■ SUPPLIED RECORDS:
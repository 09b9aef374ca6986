//! Deck configuration
//!
//! Machine-level settings, stored as YAML next to the project: which PCM
//! devices to open, their declared latencies, and the channel count used
//! when a new tape has to be created. Per-project state (levels, mutes,
//! head position) lives in the session file instead.

use std::path::Path;

use anyhow::{Context, Result};
use serde::de::DeserializeOwned;
use serde::{Deserialize, Serialize};

use crate::types::MAX_TRACKS;

/// Deck-wide settings
#[derive(Debug, Clone, PartialEq, Eq, Serialize, Deserialize)]
#[serde(default)]
pub struct DeckConfig {
    /// Playback PCM name (e.g. "default", "hw:0")
    pub playback_device: String,
    /// Capture PCM name
    pub capture_device: String,
    /// Declared playback latency in microseconds
    pub playback_latency_us: u32,
    /// Declared capture latency in microseconds
    pub capture_latency_us: u32,
    /// Track count for newly created project tapes
    pub default_tracks: u16,
}

impl Default for DeckConfig {
    fn default() -> Self {
        Self {
            playback_device: "default".to_string(),
            capture_device: "default".to_string(),
            playback_latency_us: 50_000,
            capture_latency_us: 50_000,
            default_tracks: MAX_TRACKS as u16,
        }
    }
}

impl DeckConfig {
    /// Record offset in frames: the declared round-trip latency expressed
    /// at the tape's sample rate
    pub fn record_offset_frames(&self, sample_rate: u32) -> u64 {
        u64::from(self.playback_latency_us + self.capture_latency_us) * u64::from(sample_rate)
            / 1_000_000
    }
}

/// Load configuration from a YAML file
///
/// A missing file yields the default config; an unreadable or unparsable
/// file logs a warning and also falls back to defaults, so a damaged
/// config never blocks a session.
pub fn load_config<T>(path: &Path) -> T
where
    T: DeserializeOwned + Default,
{
    if !path.exists() {
        log::info!("no config at {:?}, using defaults", path);
        return T::default();
    }

    match std::fs::read_to_string(path) {
        Ok(contents) => match serde_yaml::from_str::<T>(&contents) {
            Ok(config) => {
                log::info!("loaded config from {:?}", path);
                config
            }
            Err(e) => {
                log::warn!("failed to parse config {:?}: {}, using defaults", path, e);
                T::default()
            }
        },
        Err(e) => {
            log::warn!("failed to read config {:?}: {}, using defaults", path, e);
            T::default()
        }
    }
}

/// Save configuration to a YAML file, creating parent directories
pub fn save_config<T>(config: &T, path: &Path) -> Result<()>
where
    T: Serialize,
{
    if let Some(parent) = path.parent() {
        std::fs::create_dir_all(parent)
            .with_context(|| format!("failed to create config directory {:?}", parent))?;
    }
    let yaml = serde_yaml::to_string(config).context("failed to serialize config")?;
    std::fs::write(path, yaml).with_context(|| format!("failed to write config {:?}", path))?;
    log::info!("saved config to {:?}", path);
    Ok(())
}

#[cfg(test)]
mod tests {
    use super::*;

    #[test]
    fn test_missing_file_returns_defaults() {
        let config: DeckConfig = load_config(Path::new("/nonexistent/spool.yaml"));
        assert_eq!(config, DeckConfig::default());
        assert_eq!(config.default_tracks, 16);
    }

    #[test]
    fn test_roundtrip() {
        let dir = tempfile::tempdir().unwrap();
        let path = dir.path().join("spool.yaml");

        let config = DeckConfig {
            playback_device: "hw:1".to_string(),
            capture_device: "hw:2".to_string(),
            playback_latency_us: 30_000,
            capture_latency_us: 20_000,
            default_tracks: 8,
        };
        save_config(&config, &path).unwrap();

        let loaded: DeckConfig = load_config(&path);
        assert_eq!(loaded, config);
    }

    #[test]
    fn test_garbage_falls_back_to_defaults() {
        let dir = tempfile::tempdir().unwrap();
        let path = dir.path().join("spool.yaml");
        std::fs::write(&path, ": not yaml [").unwrap();

        let loaded: DeckConfig = load_config(&path);
        assert_eq!(loaded, DeckConfig::default());
    }

    #[test]
    fn test_record_offset_from_latencies() {
        let config = DeckConfig {
            playback_latency_us: 50_000,
            capture_latency_us: 50_000,
            ..Default::default()
        };
        // 100 ms round trip at 44.1 kHz
        assert_eq!(config.record_offset_frames(44_100), 4410);
        assert_eq!(config.record_offset_frames(0), 0);
    }
}
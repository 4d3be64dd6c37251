//! Events reported by a protocol client to its supervisor.
//!
//! Clients run on their own I/O tasks. Everything they observe is pushed
//! through an [`EventSink`] into the supervisor's queue, where it is handled
//! one event at a time.

use std::fmt;

use serde::{Deserialize, Serialize};
use thiserror::Error;
use tokio::sync::{mpsc, oneshot};

use crate::{Credential, InboundMessage, traits::StorageError};

/// Why the underlying transport closed.
#[derive(Debug, Clone, PartialEq, Eq, Serialize, Deserialize)]
#[serde(tag = "reason", content = "detail", rename_all = "snake_case")]
pub enum CloseReason {
    /// The remote side logged this device out.
    LoggedOut,
    /// The remote side revoked this device's access.
    Revoked,
    /// The pending login handshake (QR) timed out.
    HandshakeExpired,
    /// Connection dropped (network loss, idle timeout).
    ConnectionLost,
    /// Connection closed by the remote side without further detail.
    ConnectionClosed,
    /// Another client took over this session.
    ConnectionReplaced,
    /// Server asked for a reconnect.
    RestartRequired,
    /// Server could not use the presented session.
    BadSession,
    /// Too many requests.
    RateLimited,
    /// Remote service temporarily unavailable.
    ServiceUnavailable,
    /// Anything else.
    Other(String),
}

impl CloseReason {
    /// Map a protocol disconnect status code.
    #[must_use]
    pub fn from_status_code(code: u16) -> Self {
        match code {
            401 => Self::LoggedOut,
            403 => Self::Revoked,
            408 => Self::ConnectionLost,
            428 => Self::ConnectionClosed,
            429 => Self::RateLimited,
            440 => Self::ConnectionReplaced,
            500 => Self::BadSession,
            503 => Self::ServiceUnavailable,
            515 => Self::RestartRequired,
            other => Self::Other(format!("status {other}")),
        }
    }

    /// The session was invalidated remotely; reconnecting cannot succeed.
    #[must_use]
    pub const fn is_terminal(&self) -> bool {
        matches!(self, Self::LoggedOut | Self::Revoked)
    }
}

impl fmt::Display for CloseReason {
    fn fmt(&self, f: &mut fmt::Formatter<'_>) -> fmt::Result {
        match self {
            Self::LoggedOut => f.write_str("logged out"),
            Self::Revoked => f.write_str("revoked"),
            Self::HandshakeExpired => f.write_str("handshake expired"),
            Self::ConnectionLost => f.write_str("connection lost"),
            Self::ConnectionClosed => f.write_str("connection closed"),
            Self::ConnectionReplaced => f.write_str("connection replaced"),
            Self::RestartRequired => f.write_str("restart required"),
            Self::BadSession => f.write_str("bad session"),
            Self::RateLimited => f.write_str("rate limited"),
            Self::ServiceUnavailable => f.write_str("service unavailable"),
            Self::Other(detail) => write!(f, "other: {detail}"),
        }
    }
}

/// Supervisor went away; the client should shut down.
#[derive(Debug, Clone, Copy, PartialEq, Eq, Error)]
#[error("Supervisor event queue closed")]
pub struct SinkClosed;

/// Credential snapshot was not persisted.
#[derive(Debug, Clone, PartialEq, Eq, Error)]
pub enum SaveError {
    #[error(transparent)]
    Storage(#[from] StorageError),
    /// The client reporting the update is no longer the active one.
    #[error("Client has been superseded by a newer connection")]
    Superseded,
    #[error(transparent)]
    Closed(#[from] SinkClosed),
}

/// A lifecycle signal from a protocol client.
#[derive(Debug)]
pub enum ClientEvent {
    /// A login handshake payload to present to the operator.
    Qr(String),
    /// The session is fully open.
    Open,
    /// The transport closed.
    Close(CloseReason),
    /// Session state changed; `ack` resolves once the snapshot is stored.
    CredentialUpdate {
        snapshot: Credential,
        ack: oneshot::Sender<Result<(), SaveError>>,
    },
    /// Inbound messages in arrival order.
    Messages(Vec<InboundMessage>),
}

/// An event tagged with the connection attempt it belongs to.
#[derive(Debug)]
pub struct Envelope {
    pub generation: u64,
    pub event: ClientEvent,
}

/// Handle a protocol client uses to report events.
#[derive(Debug, Clone)]
pub struct EventSink {
    generation: u64,
    tx: mpsc::Sender<Envelope>,
}

impl EventSink {
    /// Create a sink for one connection attempt.
    #[must_use]
    pub const fn new(generation: u64, tx: mpsc::Sender<Envelope>) -> Self {
        Self { generation, tx }
    }

    /// Connection attempt this sink belongs to.
    #[must_use]
    pub const fn generation(&self) -> u64 {
        self.generation
    }

    /// Report a login handshake payload.
    ///
    /// # Errors
    /// Returns `SinkClosed` if the supervisor has shut down.
    pub async fn qr(&self, payload: impl Into<String>) -> Result<(), SinkClosed> {
        self.emit(ClientEvent::Qr(payload.into())).await
    }

    /// Report that the session is open.
    ///
    /// # Errors
    /// Returns `SinkClosed` if the supervisor has shut down.
    pub async fn open(&self) -> Result<(), SinkClosed> {
        self.emit(ClientEvent::Open).await
    }

    /// Report that the transport closed.
    ///
    /// # Errors
    /// Returns `SinkClosed` if the supervisor has shut down.
    pub async fn close(&self, reason: CloseReason) -> Result<(), SinkClosed> {
        self.emit(ClientEvent::Close(reason)).await
    }

    /// Report a batch of inbound messages.
    ///
    /// # Errors
    /// Returns `SinkClosed` if the supervisor has shut down.
    pub async fn messages(&self, messages: Vec<InboundMessage>) -> Result<(), SinkClosed> {
        self.emit(ClientEvent::Messages(messages)).await
    }

    /// Hand over the full session snapshot after any key change.
    ///
    /// Returns only once the snapshot has been written (or the write has
    /// definitively failed). The client must not consume the next single-use
    /// key before this resolves.
    ///
    /// # Errors
    /// Returns the storage failure, `Superseded` for a stale client, or
    /// `Closed` if the supervisor has shut down.
    pub async fn credentials_updated(&self, snapshot: Credential) -> Result<(), SaveError> {
        let (ack, done) = oneshot::channel();
        self.emit(ClientEvent::CredentialUpdate { snapshot, ack }).await?;
        done.await.map_err(|_| SaveError::Closed(SinkClosed))?
    }

    async fn emit(&self, event: ClientEvent) -> Result<(), SinkClosed> {
        self.tx
            .send(Envelope {
                generation: self.generation,
                event,
            })
            .await
            .map_err(|_| SinkClosed)
    }
}

#[cfg(test)]
mod tests {
    use super::*;

    #[test]
    fn test_status_codes() {
        assert_eq!(CloseReason::from_status_code(401), CloseReason::LoggedOut);
        assert!(CloseReason::from_status_code(401).is_terminal());
        assert!(CloseReason::from_status_code(403).is_terminal());
        assert!(!CloseReason::from_status_code(408).is_terminal());
        assert!(!CloseReason::from_status_code(515).is_terminal());
        assert_eq!(
            CloseReason::from_status_code(999),
            CloseReason::Other("status 999".into())
        );
    }

    #[tokio::test]
    async fn test_credentials_updated_waits_for_ack() {
        let (tx, mut rx) = mpsc::channel(4);
        let sink = EventSink::new(7, tx);

        let waiter = tokio::spawn(async move {
            sink.credentials_updated(Credential::default()).await
        });

        let envelope = rx.recv().await.unwrap();
        assert_eq!(envelope.generation, 7);
        let ClientEvent::CredentialUpdate { ack, .. } = envelope.event else {
            panic!("expected credential update");
        };
        assert!(!waiter.is_finished());

        ack.send(Ok(())).unwrap();
        assert_eq!(waiter.await.unwrap(), Ok(()));
    }

    #[tokio::test]
    async fn test_dropped_ack_reports_closed() {
        let (tx, mut rx) = mpsc::channel(4);
        let sink = EventSink::new(1, tx);

        let waiter = tokio::spawn(async move {
            sink.credentials_updated(Credential::default()).await
        });
        drop(rx.recv().await.unwrap());

        assert_eq!(waiter.await.unwrap(), Err(SaveError::Closed(SinkClosed)));
    }

    #[tokio::test]
    async fn test_closed_queue() {
        let (tx, rx) = mpsc::channel(1);
        drop(rx);
        let sink = EventSink::new(1, tx);
        assert_eq!(sink.open().await, Err(SinkClosed));
    }
}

■ WORK TO COMPLETE: Copy out the lines above word for word, stopping after the line containing "new tape has".

■ TASK RESPONSE:
repository 09b9aef374ca6986
//! Deck configuration
//!
//! Machine-level settings, stored as YAML next to the project: which PCM
//! devices to open, their declared latencies, and the channel count used
//! when a new tape has to be created. Per-project state (levels, mutes,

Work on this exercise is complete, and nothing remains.